Sunday, April 10, 2011

1997: The Great Budget Deal

Yes, a deal has been reached, but nothing is ever final in Washington, DC. And as Mark Twain may or may not have said, history may not repeat itself, but sometimes it rhymes:

So there do seem to be some signs of a healthier economy, and not just in Tucson. The stock market is humming along, and we have the lowest inflation and unemployment numbers in decades. Of course, those unemployment numbers can be a bit deceiving. The official Commerce Department rate doesn't calculate the number of discouraged workers and involuntary part-timers in its monthly data on who's out of work. If they did, our unemployment rate would be roughly double what's reported, a number pretty much in line with those of the European Community.

Still, things could be a lot worse... and for plenty of folks, they are.



While the stock market surges and corporate profits and CEO salaries hit new highs, wages for most nonsupervisory workers remain stagnant, just as they have since 1973. Anything more than modest improvements in wage levels is sure to be dampened by Federal Reserve policies. So while productivity is rising, America's workers aren't really taking in their share for the harder work they've been doing. This has contributed to some of the highest gaps between the wealthiest and poorest among us since the 1920's, an ominous sign if there ever was one.

Because with so much wealth concentrated in so few hands, there won't be enough left over to purchase the goods and services offered in today's wonder economy. This sort of situation has led to general economic contraction plenty of times before. Doesn't mean it necessarily will this time, but the scenario is being played out now on a global level.
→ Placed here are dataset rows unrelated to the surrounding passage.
use chrono::NaiveDate;
use serde::{Deserialize, Serialize};

use super::appointment::Appointment;

/// Day view built fresh on every query.
#[derive(Debug, Clone, Serialize, Deserialize)]
pub struct DailyAgenda {
    #[serde(rename = "fecha")]
    pub date: NaiveDate,
    /// Ordered by time of day ascending.
    #[serde(rename = "turnos")]
    pub appointments: Vec<Appointment>,
    #[serde(rename = "atrasoMinutos")]
    pub delay_minutes: i64,
    #[serde(rename = "totalTurnos")]
    pub total_count: usize,
    #[serde(rename = "turnosPendientes")]
    pub pending_count: usize,
}
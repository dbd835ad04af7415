//! Perpetual license with a one-year update window.
//!
//! Keys are content-derived: `YOY<year>-XXXX-XXXX`, where the two groups are
//! the first eight hex digits of SHA-256 over `secret || year || version`.
//! Anyone holding the secret can mint a key for any year. The key only
//! gates casual copying.

use std::sync::Arc;

use chrono::{Months, NaiveDateTime};
use sha2::{Digest, Sha256};
use thiserror::Error;

use crate::clock::TimeSource;
use crate::db::{DatabaseError, LicenseStore};
use crate::models::{LicenseInfo, LicenseRecord, LicenseStatus, LicenseTerm};

pub const LICENSE_PREFIX: &str = "YOY";
pub const LICENSE_SEPARATOR: char = '-';
/// Mixed into every key derivation.
pub const LICENSE_VERSION: &str = "1.0.0";
/// Remaining days at or below which the update window is "expiring soon".
pub const EXPIRY_WARNING_DAYS: i64 = 30;

const UPDATE_WINDOW_MONTHS: u32 = 12;
const SECONDS_PER_DAY: i64 = 86_400;
const DISPLAY_DATE_FORMAT: &str = "%d/%m/%Y";

#[derive(Error, Debug, PartialEq, Eq)]
pub enum KeyFormatError {
    #[error("expected 3 segments separated by '-', got {0}")]
    SegmentCount(usize),

    #[error("key must start with YOY")]
    Prefix,

    #[error("invalid year in key: {0}")]
    Year(String),
}

#[derive(Error, Debug)]
pub enum LicenseError {
    #[error("Invalid license format: {0}")]
    Format(#[from] KeyFormatError),

    #[error("Invalid license key")]
    Invalid,

    #[error("{context}: {source}")]
    Store {
        context: &'static str,
        #[source]
        source: DatabaseError,
    },
}

/// Outcome of a well-formed key check.
#[derive(Debug, Clone, Copy, PartialEq, Eq)]
pub struct KeyValidation {
    pub valid: bool,
    pub year: i32,
}

// ─── Key engine ───────────────────────────────────────────────────────────────

/// Deterministic key derivation bound to one secret.
#[derive(Clone)]
pub struct KeyGenerator {
    secret: String,
}

impl std::fmt::Debug for KeyGenerator {
    fn fmt(&self, f: &mut std::fmt::Formatter<'_>) -> std::fmt::Result {
        f.debug_struct("KeyGenerator").finish_non_exhaustive()
    }
}

impl KeyGenerator {
    pub fn new(secret: impl Into<String>) -> Self {
        Self {
            secret: secret.into(),
        }
    }

    pub fn generate_key(&self, year: i32) -> String {
        let mut hasher = Sha256::new();
        hasher.update(self.secret.as_bytes());
        hasher.update(year.to_string().as_bytes());
        hasher.update(LICENSE_VERSION.as_bytes());
        let digest = hex::encode(hasher.finalize());

        format!(
            "{LICENSE_PREFIX}{year}{LICENSE_SEPARATOR}{}{LICENSE_SEPARATOR}{}",
            &digest[0..4],
            &digest[4..8]
        )
        .to_uppercase()
    }

    /// Case-insensitive; surrounding whitespace is ignored. Any integer year
    /// is accepted here, range policy belongs to the caller.
    pub fn validate_key(&self, key: &str) -> Result<KeyValidation, KeyFormatError> {
        let key = normalize_key(key);
        let parts: Vec<&str> = key.split(LICENSE_SEPARATOR).collect();
        if parts.len() != 3 {
            return Err(KeyFormatError::SegmentCount(parts.len()));
        }

        let year_part = parts[0]
            .strip_prefix(LICENSE_PREFIX)
            .ok_or(KeyFormatError::Prefix)?;
        let year: i32 = year_part
            .parse()
            .map_err(|_| KeyFormatError::Year(year_part.to_string()))?;

        Ok(KeyValidation {
            valid: key == self.generate_key(year),
            year,
        })
    }

    /// Same month and day one year later. Feb 29 lands on Feb 28.
    pub fn expiration_date(&self, activation: NaiveDateTime) -> NaiveDateTime {
        activation
            .checked_add_months(Months::new(UPDATE_WINDOW_MONTHS))
            .unwrap_or(NaiveDateTime::MAX)
    }
}

pub fn normalize_key(key: &str) -> String {
    key.trim().to_uppercase()
}

/// Whole days until expiration, rounded down. Negative once expired.
pub fn days_remaining(expires_at: NaiveDateTime, now: NaiveDateTime) -> i64 {
    (expires_at - now).num_seconds().div_euclid(SECONDS_PER_DAY)
}

pub fn license_status(expires_at: NaiveDateTime, now: NaiveDateTime) -> (LicenseTerm, i64) {
    let days = days_remaining(expires_at, now);
    let term = if now > expires_at {
        LicenseTerm::Expired
    } else if days <= EXPIRY_WARNING_DAYS {
        LicenseTerm::ExpiringSoon
    } else {
        LicenseTerm::Active
    };
    (term, days)
}

/// Visible license state for a stored record at `now`.
pub fn describe(record: &LicenseRecord, now: NaiveDateTime) -> LicenseInfo {
    let (term, days) = license_status(record.expires_at, now);
    let until = record.expires_at.format(DISPLAY_DATE_FORMAT);

    let (status, message) = match term {
        LicenseTerm::Active => (
            LicenseStatus::Active,
            format!("Licencia activa. Actualizaciones disponibles hasta {until} ({days} días restantes)"),
        ),
        LicenseTerm::ExpiringSoon => (
            LicenseStatus::Active,
            format!(
                "Su período de actualizaciones expira pronto ({days} días). El software seguirá funcionando."
            ),
        ),
        LicenseTerm::Expired => (
            LicenseStatus::Expired,
            format!(
                "Período de actualizaciones finalizado el {until}. El software sigue funcionando. \
                 Contacte soporte para renovar."
            ),
        ),
    };

    LicenseInfo {
        status,
        activated_at: Some(record.activated_at),
        expires_at: Some(record.expires_at),
        days_remaining: days,
        message,
    }
}

fn not_configured() -> LicenseInfo {
    LicenseInfo {
        status: LicenseStatus::NotConfigured,
        activated_at: None,
        expires_at: None,
        days_remaining: 0,
        message: "No hay licencia configurada. Por favor, active su licencia.".into(),
    }
}

// ─── Service ──────────────────────────────────────────────────────────────────

pub struct LicenseService {
    store: Arc<dyn LicenseStore>,
    generator: KeyGenerator,
    clock: Arc<dyn TimeSource>,
}

impl LicenseService {
    pub fn new(
        store: Arc<dyn LicenseStore>,
        generator: KeyGenerator,
        clock: Arc<dyn TimeSource>,
    ) -> Self {
        Self {
            store,
            generator,
            clock,
        }
    }

    /// Validates `key`, then replaces any stored license with a fresh one
    /// activated now.
    pub fn validate_and_activate(&self, key: &str) -> Result<LicenseInfo, LicenseError> {
        let validation = self.generator.validate_key(key)?;
        if !validation.valid {
            tracing::warn!(year = validation.year, "License key rejected");
            return Err(LicenseError::Invalid);
        }

        let now = self.clock.now();
        let record = LicenseRecord {
            key: normalize_key(key),
            activated_at: now,
            expires_at: self.generator.expiration_date(now),
            active: true,
            version: format!("{}.0.0", validation.year),
        };
        self.store
            .save_license(&record)
            .map_err(|source| LicenseError::Store {
                context: "Error saving license",
                source,
            })?;

        tracing::info!(
            year = validation.year,
            expires_at = %record.expires_at,
            "License activated"
        );
        self.info()
    }

    pub fn info(&self) -> Result<LicenseInfo, LicenseError> {
        Ok(match self.load()? {
            Some(record) => describe(&record, self.clock.now()),
            None => not_configured(),
        })
    }

    /// True until a license has been stored.
    pub fn requires_activation(&self) -> Result<bool, LicenseError> {
        Ok(self.load()?.is_none())
    }

    /// A stored, active license whose update window is still open. The
    /// window closes at the expiration instant itself.
    pub fn has_active_license(&self) -> Result<bool, LicenseError> {
        Ok(self
            .load()?
            .is_some_and(|record| record.active && self.clock.now() < record.expires_at))
    }

    fn load(&self) -> Result<Option<LicenseRecord>, LicenseError> {
        self.store.get_license().map_err(|source| LicenseError::Store {
            context: "Error loading license",
            source,
        })
    }
}
use chrono::NaiveDateTime;
use serde::{Deserialize, Serialize};

/// Singleton clinic display settings and patient message templates.
///
/// Templates accept `{nombre}`, `{fecha}`, `{hora}` and `{minutos}`.
#[derive(Debug, Clone, PartialEq, Serialize, Deserialize)]
pub struct ClinicSettings {
    #[serde(rename = "nombreConsultorio")]
    pub clinic_name: String,
    #[serde(rename = "nombreMedico")]
    pub practitioner_name: String,
    #[serde(rename = "telefonoConsultorio")]
    pub clinic_phone: String,
    #[serde(rename = "direccion")]
    pub address: String,
    #[serde(rename = "mensajeConfirmacion")]
    pub confirmation_template: String,
    #[serde(rename = "mensajeRecordatorio")]
    pub reminder_template: String,
    #[serde(rename = "mensajeDemora")]
    pub delay_template: String,
    #[serde(rename = "horarioAtencion")]
    pub opening_hours: String,
    #[serde(rename = "updatedAt", default, skip_serializing_if = "Option::is_none")]
    pub updated_at: Option<NaiveDateTime>,
}

impl Default for ClinicSettings {
    fn default() -> Self {
        Self {
            clinic_name: "Consultorio Médico".into(),
            practitioner_name: String::new(),
            clinic_phone: String::new(),
            address: String::new(),
            confirmation_template: "Hola {nombre}, le confirmamos su turno para el {fecha} a las {hora}. \
                Por favor responda \"CONFIRMAR\" o \"CANCELAR\"."
                .into(),
            reminder_template: "Hola {nombre}, le recordamos su turno mañana {fecha} a las {hora}.".into(),
            delay_template: "Hola {nombre}, le informamos que el consultorio tiene {minutos} minutos de demora. \
                Su turno será atendido lo antes posible."
                .into(),
            opening_hours: "Lunes a Viernes de 9:00 a 18:00".into(),
            updated_at: None,
        }
    }
}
The massive outsourcing of labor and arbitraging of labor costs across the planet is leading to downward pressure on wages and living standards. At the same time, the corporations engaged in manufacturaing on a planetary level have an immense overcapacity of production on their hands.

With surpluses of both goods and labor, everybody is hoping that the eventual reckoning will be the other guy's problem– except that it doesn't usually work that way. Back here in the US of A, those jobs that can't be outsourced are being shrunk to part-time status, which is part of what makes the UPS strike so important. Dividing jobs in half and giving them to lower-wage, lower-benefit part-timers will be a much bigger growth trend in coming years if UPS is allowed to get away with it. And perhaps you've heard about the plan that the GOP Congress is considering, which would instantly redefine millions of workers as "independent contractors," thus ineligible for Medicare or Social Security contributions and other workplace protections.

Which brings us to that budget deal. Let's just leave aside the absurdity, lost on the White House and the Congress, of cutting capital gains taxes in order to stimulate the economy – during the biggest bull market in memory. Line item veto or no line item veto, the amount of corporate welfare left in, and added to the coming budgets truly staggers the imagination. If even a fraction of that were eliminated, there would be enough funds left over to put millions to work on rebuilding our infrastructure. This would create more demand for the oversupply of goods the world's corporations are sitting on.

But stimulating demand is the very last thing that Fed chair Alan Greenspan wants to see. So maybe some of that exuberance is a little irrational after all.